Question

A circus is to be erected in the form of a cone surmounted on a cylinder. The total height of the tent is $49m$. Diameter of the base is $42m$ and the height of the cylinder is $21m$. Find the cost of canvas needed to make the tent, if the cost of canvas is ${\text{Rs}}{\text{. 12}}{\text{.50/}}{{\text{m}}^2}$. (Take $\pi = \dfrac{{22}}{7}$)

Answer 1

Hint: We will draw the schematic diagram and then, from the figure, we can say that the cost of canvas can be found if we multiply the cost of canvas per ${m^2}$ with the total surface area of the tent. And the total surface area of the tent will be equal to the sum of the individual curved surface areas of the cone and the cylinder. The curved surface area (CSA) of the cone is $\pi rl$, where r is the radius of the base of the cone and l is the slant height of the cone. The CSA of the cylinder is $2\pi rh$, where r is the radius of the base of the cylinder and h is the height of the cylinder.
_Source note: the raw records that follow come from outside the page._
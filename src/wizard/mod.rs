//! The four-step wizard as an owned value with pure transitions.
//!
//! Every transition consumes the current [`WizardState`] and returns the next
//! one. Generation calls are bracketed by [`WizardState::begin_generation`] and
//! [`WizardState::complete_generation`]; the [`Ticket`] handed out by the first
//! must match the outstanding one for the second to have any effect.

use std::sync::atomic::{AtomicU64, Ordering};
use tracing::{debug, warn};

use crate::draft::{DraftUpdate, PromptDraft};
use crate::errors::GenerationError;

mod controller;

pub use controller::WizardController;

#[derive(Debug, Clone, Copy, Default, PartialEq, Eq, PartialOrd, Ord, Hash)]
pub enum Step {
    #[default]
    Deconstruct,
    Diagnose,
    Develop,
    Deliver,
}

impl Step {
    pub fn all() -> &'static [Step] {
        &[Step::Deconstruct, Step::Diagnose, Step::Develop, Step::Deliver]
    }

    /// 1-based position.
    pub fn number(&self) -> usize {
        match self {
            Step::Deconstruct => 1,
            Step::Diagnose => 2,
            Step::Develop => 3,
            Step::Deliver => 4,
        }
    }

    pub fn title(&self) -> &'static str {
        match self {
            Step::Deconstruct => "Deconstruct",
            Step::Diagnose => "Diagnose",
            Step::Develop => "Develop",
            Step::Deliver => "Deliver",
        }
    }

    pub fn description(&self) -> &'static str {
        match self {
            Step::Deconstruct => "Break down your idea. The more specific you are, the better the result.",
            Step::Diagnose => "Let's get an AI-powered second opinion to find areas for improvement.",
            Step::Develop => "Now we synthesize everything into a final, structured prompt. You can edit it.",
            Step::Deliver => "Use this structured prompt in your favorite AI tool for better results.",
        }
    }

    pub fn next(&self) -> Option<Step> {
        match self {
            Step::Deconstruct => Some(Step::Diagnose),
            Step::Diagnose => Some(Step::Develop),
            Step::Develop => Some(Step::Deliver),
            Step::Deliver => None,
        }
    }

    pub fn previous(&self) -> Option<Step> {
        match self {
            Step::Deconstruct => None,
            Step::Diagnose => Some(Step::Deconstruct),
            Step::Develop => Some(Step::Diagnose),
            Step::Deliver => Some(Step::Develop),
        }
    }

    /// The generation call whose result this step shows, if any.
    pub fn generation(&self) -> Option<GenerationKind> {
        match self {
            Step::Diagnose => Some(GenerationKind::Diagnose),
            Step::Develop => Some(GenerationKind::Develop),
            Step::Deconstruct | Step::Deliver => None,
        }
    }
}

#[derive(Debug, Clone, Copy, PartialEq, Eq, Hash)]
pub enum GenerationKind {
    Diagnose,
    Develop,
}

impl GenerationKind {
    pub fn step(&self) -> Step {
        match self {
            GenerationKind::Diagnose => Step::Diagnose,
            GenerationKind::Develop => Step::Develop,
        }
    }

    pub fn as_str(&self) -> &'static str {
        match self {
            GenerationKind::Diagnose => "diagnose",
            GenerationKind::Develop => "develop",
        }
    }
}

/// Handle of one outstanding generation request.
#[derive(Debug, Clone, Copy, PartialEq, Eq)]
pub struct Ticket {
    pub kind: GenerationKind,
    id: u64,
}

impl Ticket {
    fn issue(kind: GenerationKind) -> Self {
        static NEXT: AtomicU64 = AtomicU64::new(1);
        Self { kind, id: NEXT.fetch_add(1, Ordering::Relaxed) }
    }
}

#[derive(Debug, Clone, Copy, PartialEq, Eq)]
pub enum Trigger {
    /// Step entry: only fires when the step has no result, no error and
    /// nothing in flight.
    Ensure,
    /// User-requested: clears the step's error first, then as `Ensure`.
    Retry,
}

#[derive(Debug, Clone, Default, PartialEq, Eq)]
pub struct WizardState {
    step: Step,
    draft: PromptDraft,
    improvements: Option<String>,
    final_prompt: Option<String>,
    pending: Option<Ticket>,
    error: Option<(GenerationKind, String)>,
}

fn has_text(value: &Option<String>) -> bool {
    value.as_deref().is_some_and(|v| !v.trim().is_empty())
}

impl WizardState {
    pub fn new() -> Self {
        Self::default()
    }

    pub fn step(&self) -> Step {
        self.step
    }

    pub fn draft(&self) -> &PromptDraft {
        &self.draft
    }

    pub fn improvements(&self) -> Option<&str> {
        self.improvements.as_deref()
    }

    pub fn final_prompt(&self) -> Option<&str> {
        self.final_prompt.as_deref()
    }

    pub fn is_loading(&self) -> bool {
        self.pending.is_some()
    }

    /// Error of the current step's generation call.
    pub fn error(&self) -> Option<&str> {
        self.step.generation().and_then(|kind| self.error_for(kind))
    }

    pub fn error_for(&self, kind: GenerationKind) -> Option<&str> {
        match &self.error {
            Some((k, message)) if *k == kind => Some(message.as_str()),
            _ => None,
        }
    }

    pub fn result(&self, kind: GenerationKind) -> Option<&str> {
        match kind {
            GenerationKind::Diagnose => self.improvements(),
            GenerationKind::Develop => self.final_prompt(),
        }
    }

    /// Whether `next` would leave the current step.
    pub fn can_advance(&self) -> bool {
        match self.step {
            Step::Deconstruct => self.draft.is_ready(),
            Step::Diagnose => !self.is_loading() && self.error().is_none() && has_text(&self.improvements),
            Step::Develop => !self.is_loading() && self.error().is_none() && has_text(&self.final_prompt),
            Step::Deliver => false,
        }
    }

    /// The generation `Ensure` would start for the current step.
    pub fn generation_due(&self) -> Option<GenerationKind> {
        let kind = self.step.generation()?;
        let due = !self.is_loading() && self.error_for(kind).is_none() && self.result(kind).is_none();
        due.then_some(kind)
    }

    pub fn update_draft(mut self, update: DraftUpdate) -> Self {
        if self.step != Step::Deconstruct {
            debug!(step = ?self.step, "draft edit ignored outside Deconstruct");
            return self;
        }
        self.draft.update(update);
        self
    }

    pub fn next(mut self) -> Self {
        if !self.can_advance() {
            return self;
        }
        if let Some(to) = self.step.next() {
            debug!(from = ?self.step, to = ?to, "step forward");
            self.step = to;
        }
        self
    }

    /// Moves one step back. Fetched results stay; a request still in flight is
    /// abandoned and its late completion discarded.
    pub fn back(mut self) -> Self {
        if let Some(to) = self.step.previous() {
            debug!(from = ?self.step, to = ?to, "step back");
            if let Some(ticket) = self.pending.take() {
                debug!(kind = ticket.kind.as_str(), "abandoning in-flight generation");
            }
            self.step = to;
        }
        self
    }

    pub fn start_over(self) -> Self {
        debug!("start over");
        Self::default()
    }

    pub fn edit_final_prompt(mut self, text: String) -> Self {
        if self.step != Step::Develop || self.final_prompt.is_none() || self.is_loading() {
            debug!(step = ?self.step, "final prompt edit ignored");
            return self;
        }
        self.final_prompt = Some(text);
        self
    }

    /// Starts a generation call for `kind` when the step allows it. Returns the
    /// ticket to complete it with, or `None` when nothing should be sent.
    pub fn begin_generation(mut self, kind: GenerationKind, trigger: Trigger) -> (Self, Option<Ticket>) {
        if self.step != kind.step() || self.is_loading() {
            return (self, None);
        }
        if trigger == Trigger::Retry && self.error_for(kind).is_some() {
            self.error = None;
        }
        if self.error_for(kind).is_some() || self.result(kind).is_some() {
            return (self, None);
        }
        if kind == GenerationKind::Develop && !has_text(&self.improvements) {
            warn!("develop requested without improvements");
            return (self, None);
        }
        let ticket = Ticket::issue(kind);
        self.error = None;
        self.pending = Some(ticket);
        (self, Some(ticket))
    }

    /// Applies the outcome of `ticket`'s call, unless the ticket is no longer
    /// the outstanding one.
    pub fn complete_generation(mut self, ticket: Ticket, outcome: Result<String, GenerationError>) -> Self {
        if self.pending != Some(ticket) {
            debug!(kind = ticket.kind.as_str(), "discarding stale generation result");
            return self;
        }
        self.pending = None;
        match (ticket.kind, outcome) {
            (GenerationKind::Diagnose, Ok(text)) => self.improvements = Some(text),
            (GenerationKind::Develop, Ok(text)) => self.final_prompt = Some(text),
            (kind, Err(e)) => self.error = Some((kind, e.message)),
        }
        self
    }
}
Complete step-by-step answer:
We are given that a circus is to be erected where a cone is surmounted on a cylinder. The total height of the tent is $49m$ and the diameter of base of the cylinder is $42m$ with height $21m$.
We are required to calculate the cost of canvas needed to make the tent given that the cost of canvas is ${\text{Rs}}{\text{. 12}}{\text{.50/}}{{\text{m}}^2}$.
The figure will be:

From the figure, we can say that the total cost needed for the canvas will be equal to the cost of the canvas per ${m^2}$ multiplied with the total surface area of the tent i.e., the total cost of the tent = ${\text{Rs}}{\text{. 12}}{\text{.50/}}{{\text{m}}^2}$$ \times $ total surface area of the tent.
Since the tent comprises a cone and a cylinder, the total surface area of the tent will be equal to the sum of the individual curved surface areas of the cone and the cylinder i.e., the total surface area of the tent = CSA of cone + CSA of cylinder.
The curved surface area of the cylinder is given by the formula: $2\pi rh$, where r is the radius of the base of the cylinder and h is the height of the cylinder.
We have the height of the cylinder as $21m$ and the radius of the cylinder = $\dfrac{{{\text{diameter of cylinder}}}}{2} = \dfrac{{42}}{2} = 21m$.
The curved surface area of the cone is given by the formula: $\pi rl$, where r is the radius of the base of the cone and l is the slant height of the cone.
We know that the base of the cone and the top of the cylinder overlaps and hence the radius of the cylinder will be equal to the radius of the cone i.e., radius of the cone = $21m$
Now, the total height of the tent is $49m$ and the height of the cylindrical portion is $21m$, therefore, the height of the cone will be: $49m - 21m = 28m$. We have to use the slant height of the cone which is given by the formula: $l = \sqrt {{r^2} + {h^2}} $, where r is the radius and h is the height of the cone.
$ \Rightarrow l = \sqrt {{{\left( {21} \right)}^2} + {{\left( {28} \right)}^2}} $
$ \Rightarrow l = \sqrt {441 + 784} = \sqrt {1225} = 35$
So, the total surface area of the tent = $2\pi rh + \pi rl$. On putting values of the respective radii, the height and the slant height, we get
$ \Rightarrow $ TSA of the tent = $\left( {2 \times \dfrac{{22}}{7} \times 21 \times 21} \right) + \left( {\dfrac{{22}}{7} \times 21 \times 35} \right)$
$ \Rightarrow $ TSA of the tent = $2772 + 2310$
$ \Rightarrow $ TSA of the tent =$5082{m^2}$
Therefore, the total surface area of the tent is $5082{m^2}$. So, if the cost per ${m^2}$ is ${\text{Rs}}{\text{. 12}}{\text{.50}}$, then the cost for $5082{m^2}$ will be equal to the product of the area and the cost per ${m^2}$.
$ \Rightarrow $ The total cost of the canvas = ${\text{Rs}}{\text{. }}12.50/{m^2} \times 5082{m^2}$
$ \Rightarrow $ The total cost of the canvas = ${\text{Rs}}{\text{. 63,525}}$
Hence, the total cost of the canvas needed for the tent is ${\text{Rs}}{\text{. 63,525}}$.

Note: In this question, you may think why we have represented the total surface area of the tent as an individual sum of the curved surface areas. It is so because the tent comprises a cone which is surmounted on a cylinder and the canvas can only be wrapped outside of the figure and that’s why we have not used the individual total surface area of the cone or cylinder. You should also take care of the difference between the slant height and the height of the cone.